▶ _To do_
If a line in the data holds "usize", copy that line out in full.

Source records Block Start

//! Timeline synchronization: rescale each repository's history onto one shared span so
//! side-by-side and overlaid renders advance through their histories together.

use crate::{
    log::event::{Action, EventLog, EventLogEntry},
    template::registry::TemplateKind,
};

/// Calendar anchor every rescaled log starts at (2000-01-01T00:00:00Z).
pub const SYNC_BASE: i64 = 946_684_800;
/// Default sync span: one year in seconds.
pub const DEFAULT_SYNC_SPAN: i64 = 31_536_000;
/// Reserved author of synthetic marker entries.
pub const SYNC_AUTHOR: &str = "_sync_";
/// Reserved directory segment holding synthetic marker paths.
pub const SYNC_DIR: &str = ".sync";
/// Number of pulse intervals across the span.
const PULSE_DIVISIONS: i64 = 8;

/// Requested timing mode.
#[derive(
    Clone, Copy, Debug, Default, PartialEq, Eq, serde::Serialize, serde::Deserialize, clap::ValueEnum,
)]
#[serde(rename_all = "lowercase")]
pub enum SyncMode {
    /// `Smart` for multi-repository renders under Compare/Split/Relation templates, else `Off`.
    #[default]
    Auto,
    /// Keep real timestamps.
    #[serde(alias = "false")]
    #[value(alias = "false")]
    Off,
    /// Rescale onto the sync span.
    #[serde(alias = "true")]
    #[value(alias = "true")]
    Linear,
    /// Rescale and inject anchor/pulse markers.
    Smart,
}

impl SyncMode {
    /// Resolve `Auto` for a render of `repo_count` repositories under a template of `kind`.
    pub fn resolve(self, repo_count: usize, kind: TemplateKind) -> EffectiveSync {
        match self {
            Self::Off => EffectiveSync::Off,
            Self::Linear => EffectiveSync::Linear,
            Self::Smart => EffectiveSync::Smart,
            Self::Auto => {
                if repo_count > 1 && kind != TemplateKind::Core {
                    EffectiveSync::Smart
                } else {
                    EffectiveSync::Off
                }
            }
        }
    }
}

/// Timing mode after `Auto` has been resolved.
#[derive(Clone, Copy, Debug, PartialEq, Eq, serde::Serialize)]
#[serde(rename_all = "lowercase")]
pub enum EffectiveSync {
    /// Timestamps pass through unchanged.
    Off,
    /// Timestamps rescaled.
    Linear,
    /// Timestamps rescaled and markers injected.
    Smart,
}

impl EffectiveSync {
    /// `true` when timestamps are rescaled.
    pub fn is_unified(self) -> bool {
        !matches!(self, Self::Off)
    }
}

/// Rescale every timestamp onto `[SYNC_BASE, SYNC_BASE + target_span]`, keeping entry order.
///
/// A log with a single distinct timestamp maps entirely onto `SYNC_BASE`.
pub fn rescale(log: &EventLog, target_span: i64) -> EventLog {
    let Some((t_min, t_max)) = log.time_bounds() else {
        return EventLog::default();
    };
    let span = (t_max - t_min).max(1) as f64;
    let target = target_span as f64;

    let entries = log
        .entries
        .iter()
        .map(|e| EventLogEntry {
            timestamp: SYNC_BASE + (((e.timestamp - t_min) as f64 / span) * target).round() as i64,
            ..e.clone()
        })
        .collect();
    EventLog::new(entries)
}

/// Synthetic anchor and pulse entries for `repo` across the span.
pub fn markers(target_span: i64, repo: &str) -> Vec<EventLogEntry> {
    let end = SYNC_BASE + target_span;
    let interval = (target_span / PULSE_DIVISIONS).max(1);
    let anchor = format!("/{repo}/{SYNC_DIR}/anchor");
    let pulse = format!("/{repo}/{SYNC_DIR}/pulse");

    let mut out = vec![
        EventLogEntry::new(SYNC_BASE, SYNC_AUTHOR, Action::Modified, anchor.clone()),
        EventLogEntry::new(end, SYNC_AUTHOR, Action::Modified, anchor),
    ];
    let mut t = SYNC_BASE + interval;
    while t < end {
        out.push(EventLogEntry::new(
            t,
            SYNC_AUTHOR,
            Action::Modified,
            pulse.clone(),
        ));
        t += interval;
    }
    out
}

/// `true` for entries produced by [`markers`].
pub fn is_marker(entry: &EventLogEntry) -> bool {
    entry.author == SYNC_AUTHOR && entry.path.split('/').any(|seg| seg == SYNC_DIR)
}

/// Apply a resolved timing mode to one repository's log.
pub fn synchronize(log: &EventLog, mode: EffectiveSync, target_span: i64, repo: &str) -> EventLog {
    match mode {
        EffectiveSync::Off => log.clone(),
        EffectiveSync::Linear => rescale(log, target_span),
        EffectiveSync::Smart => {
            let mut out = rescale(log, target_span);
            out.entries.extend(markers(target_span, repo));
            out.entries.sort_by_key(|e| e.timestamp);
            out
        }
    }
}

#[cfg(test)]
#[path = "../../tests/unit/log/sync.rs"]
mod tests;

Source records Block End
Source records Block Start

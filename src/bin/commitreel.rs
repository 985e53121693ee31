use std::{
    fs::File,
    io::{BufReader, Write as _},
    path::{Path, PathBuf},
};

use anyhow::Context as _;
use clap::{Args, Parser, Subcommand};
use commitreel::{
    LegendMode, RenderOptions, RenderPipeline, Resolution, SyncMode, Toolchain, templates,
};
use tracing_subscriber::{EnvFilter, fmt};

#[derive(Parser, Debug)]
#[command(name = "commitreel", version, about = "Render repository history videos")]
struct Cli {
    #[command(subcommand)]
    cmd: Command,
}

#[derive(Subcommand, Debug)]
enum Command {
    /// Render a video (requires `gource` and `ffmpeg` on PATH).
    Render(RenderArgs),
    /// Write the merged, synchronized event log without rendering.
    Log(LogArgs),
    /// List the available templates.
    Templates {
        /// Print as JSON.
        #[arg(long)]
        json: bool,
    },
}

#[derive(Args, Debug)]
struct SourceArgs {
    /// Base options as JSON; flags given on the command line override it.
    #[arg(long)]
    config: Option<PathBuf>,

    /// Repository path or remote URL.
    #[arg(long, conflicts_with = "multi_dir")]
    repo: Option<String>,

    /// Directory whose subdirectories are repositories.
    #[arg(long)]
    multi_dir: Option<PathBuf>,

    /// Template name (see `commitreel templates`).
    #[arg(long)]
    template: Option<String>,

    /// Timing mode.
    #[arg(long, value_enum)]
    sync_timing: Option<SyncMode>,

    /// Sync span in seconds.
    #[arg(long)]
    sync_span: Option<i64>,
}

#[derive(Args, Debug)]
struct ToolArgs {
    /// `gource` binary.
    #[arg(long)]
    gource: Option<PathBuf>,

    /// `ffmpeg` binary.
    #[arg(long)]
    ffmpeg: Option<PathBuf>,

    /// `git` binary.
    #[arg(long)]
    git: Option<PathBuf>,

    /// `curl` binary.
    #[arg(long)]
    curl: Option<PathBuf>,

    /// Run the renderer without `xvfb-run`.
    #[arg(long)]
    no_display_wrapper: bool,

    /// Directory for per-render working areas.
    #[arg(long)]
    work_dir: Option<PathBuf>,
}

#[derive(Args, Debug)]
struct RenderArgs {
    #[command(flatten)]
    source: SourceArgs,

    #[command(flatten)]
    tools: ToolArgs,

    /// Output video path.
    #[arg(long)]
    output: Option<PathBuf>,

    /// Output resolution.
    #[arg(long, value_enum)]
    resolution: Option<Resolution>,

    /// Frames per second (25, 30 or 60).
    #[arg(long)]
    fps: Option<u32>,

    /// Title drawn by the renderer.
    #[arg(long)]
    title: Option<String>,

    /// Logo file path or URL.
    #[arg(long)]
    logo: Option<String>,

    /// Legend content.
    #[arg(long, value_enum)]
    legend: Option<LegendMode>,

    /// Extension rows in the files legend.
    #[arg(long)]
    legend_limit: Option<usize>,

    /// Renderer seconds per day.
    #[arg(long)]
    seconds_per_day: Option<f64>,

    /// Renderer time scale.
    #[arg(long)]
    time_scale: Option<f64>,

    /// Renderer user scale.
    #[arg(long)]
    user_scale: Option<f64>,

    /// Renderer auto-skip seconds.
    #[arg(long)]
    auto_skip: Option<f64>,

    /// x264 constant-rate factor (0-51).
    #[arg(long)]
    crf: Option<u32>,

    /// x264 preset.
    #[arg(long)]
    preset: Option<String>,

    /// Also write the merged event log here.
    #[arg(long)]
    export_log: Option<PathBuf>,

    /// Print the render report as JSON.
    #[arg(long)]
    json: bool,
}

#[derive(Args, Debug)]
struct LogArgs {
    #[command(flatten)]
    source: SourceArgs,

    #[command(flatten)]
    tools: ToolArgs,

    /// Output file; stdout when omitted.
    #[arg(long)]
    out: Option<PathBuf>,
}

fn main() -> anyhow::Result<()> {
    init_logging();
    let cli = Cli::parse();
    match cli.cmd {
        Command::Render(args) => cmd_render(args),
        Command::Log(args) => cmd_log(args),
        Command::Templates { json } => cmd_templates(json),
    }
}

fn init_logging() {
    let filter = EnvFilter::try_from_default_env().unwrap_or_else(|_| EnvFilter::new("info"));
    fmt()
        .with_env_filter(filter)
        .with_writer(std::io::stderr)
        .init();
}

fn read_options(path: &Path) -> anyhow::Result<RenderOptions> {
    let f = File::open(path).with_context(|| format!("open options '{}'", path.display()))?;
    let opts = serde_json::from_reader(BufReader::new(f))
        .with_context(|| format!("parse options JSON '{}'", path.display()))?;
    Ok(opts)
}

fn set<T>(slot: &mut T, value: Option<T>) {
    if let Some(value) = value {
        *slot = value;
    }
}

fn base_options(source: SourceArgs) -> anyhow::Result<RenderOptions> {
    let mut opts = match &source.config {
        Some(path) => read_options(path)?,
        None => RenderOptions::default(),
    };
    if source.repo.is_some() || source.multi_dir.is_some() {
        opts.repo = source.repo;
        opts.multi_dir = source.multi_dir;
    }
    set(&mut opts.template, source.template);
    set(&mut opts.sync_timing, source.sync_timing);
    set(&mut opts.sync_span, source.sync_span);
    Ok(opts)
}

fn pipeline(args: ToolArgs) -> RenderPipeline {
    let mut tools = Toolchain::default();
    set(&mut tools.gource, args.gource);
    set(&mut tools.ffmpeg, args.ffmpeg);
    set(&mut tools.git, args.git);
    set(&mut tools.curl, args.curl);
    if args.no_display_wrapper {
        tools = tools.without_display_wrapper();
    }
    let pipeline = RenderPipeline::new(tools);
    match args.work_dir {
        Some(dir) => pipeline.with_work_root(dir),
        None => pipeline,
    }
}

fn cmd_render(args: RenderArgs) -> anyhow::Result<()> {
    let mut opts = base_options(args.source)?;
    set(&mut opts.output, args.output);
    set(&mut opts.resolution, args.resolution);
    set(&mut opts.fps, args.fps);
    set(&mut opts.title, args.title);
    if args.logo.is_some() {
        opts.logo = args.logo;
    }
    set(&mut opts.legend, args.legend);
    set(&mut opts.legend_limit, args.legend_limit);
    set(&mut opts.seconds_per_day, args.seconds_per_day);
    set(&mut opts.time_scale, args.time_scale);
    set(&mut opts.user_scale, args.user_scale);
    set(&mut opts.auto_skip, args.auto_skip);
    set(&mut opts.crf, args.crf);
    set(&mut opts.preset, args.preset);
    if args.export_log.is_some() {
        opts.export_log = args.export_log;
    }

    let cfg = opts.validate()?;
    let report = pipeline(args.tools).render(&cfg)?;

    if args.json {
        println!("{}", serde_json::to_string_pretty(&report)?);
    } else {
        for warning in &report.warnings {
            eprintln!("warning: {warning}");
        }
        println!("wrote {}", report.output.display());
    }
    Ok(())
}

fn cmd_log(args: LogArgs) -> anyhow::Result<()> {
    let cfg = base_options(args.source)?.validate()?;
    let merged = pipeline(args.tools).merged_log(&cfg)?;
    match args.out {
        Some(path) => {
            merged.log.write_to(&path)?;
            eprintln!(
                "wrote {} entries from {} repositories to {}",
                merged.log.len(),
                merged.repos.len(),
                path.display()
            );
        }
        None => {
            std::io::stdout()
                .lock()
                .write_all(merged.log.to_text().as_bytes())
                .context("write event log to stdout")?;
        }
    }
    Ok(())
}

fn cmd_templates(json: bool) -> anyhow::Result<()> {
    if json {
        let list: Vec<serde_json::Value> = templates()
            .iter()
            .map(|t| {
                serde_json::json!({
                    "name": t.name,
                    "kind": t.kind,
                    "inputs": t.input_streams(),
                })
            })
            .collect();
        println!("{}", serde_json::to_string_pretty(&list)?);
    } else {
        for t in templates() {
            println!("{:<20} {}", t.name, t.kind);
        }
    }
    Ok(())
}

Source records Block End
Source records Block Start

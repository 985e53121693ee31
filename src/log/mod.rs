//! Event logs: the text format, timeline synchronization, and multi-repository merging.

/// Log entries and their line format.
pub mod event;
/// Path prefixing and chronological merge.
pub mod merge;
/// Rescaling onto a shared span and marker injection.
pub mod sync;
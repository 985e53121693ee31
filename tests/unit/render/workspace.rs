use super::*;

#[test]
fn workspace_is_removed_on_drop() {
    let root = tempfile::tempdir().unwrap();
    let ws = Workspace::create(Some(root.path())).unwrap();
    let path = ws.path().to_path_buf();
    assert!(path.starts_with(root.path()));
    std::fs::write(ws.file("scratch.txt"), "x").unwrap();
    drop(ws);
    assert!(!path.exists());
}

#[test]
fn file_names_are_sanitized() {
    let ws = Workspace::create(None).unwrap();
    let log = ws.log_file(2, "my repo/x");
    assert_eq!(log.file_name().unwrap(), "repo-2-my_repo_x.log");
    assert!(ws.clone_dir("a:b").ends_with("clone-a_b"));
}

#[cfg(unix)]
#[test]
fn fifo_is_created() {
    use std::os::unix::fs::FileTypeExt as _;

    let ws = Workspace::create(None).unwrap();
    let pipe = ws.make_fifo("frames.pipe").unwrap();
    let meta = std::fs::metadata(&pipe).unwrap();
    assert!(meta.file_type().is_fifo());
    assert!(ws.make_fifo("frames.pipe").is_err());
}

Source records Block End

▶ _Answer space_
    pub fn resolve(self, repo_count: usize, kind: TemplateKind) -> EffectiveSync {
    legend_limit: Option<usize>,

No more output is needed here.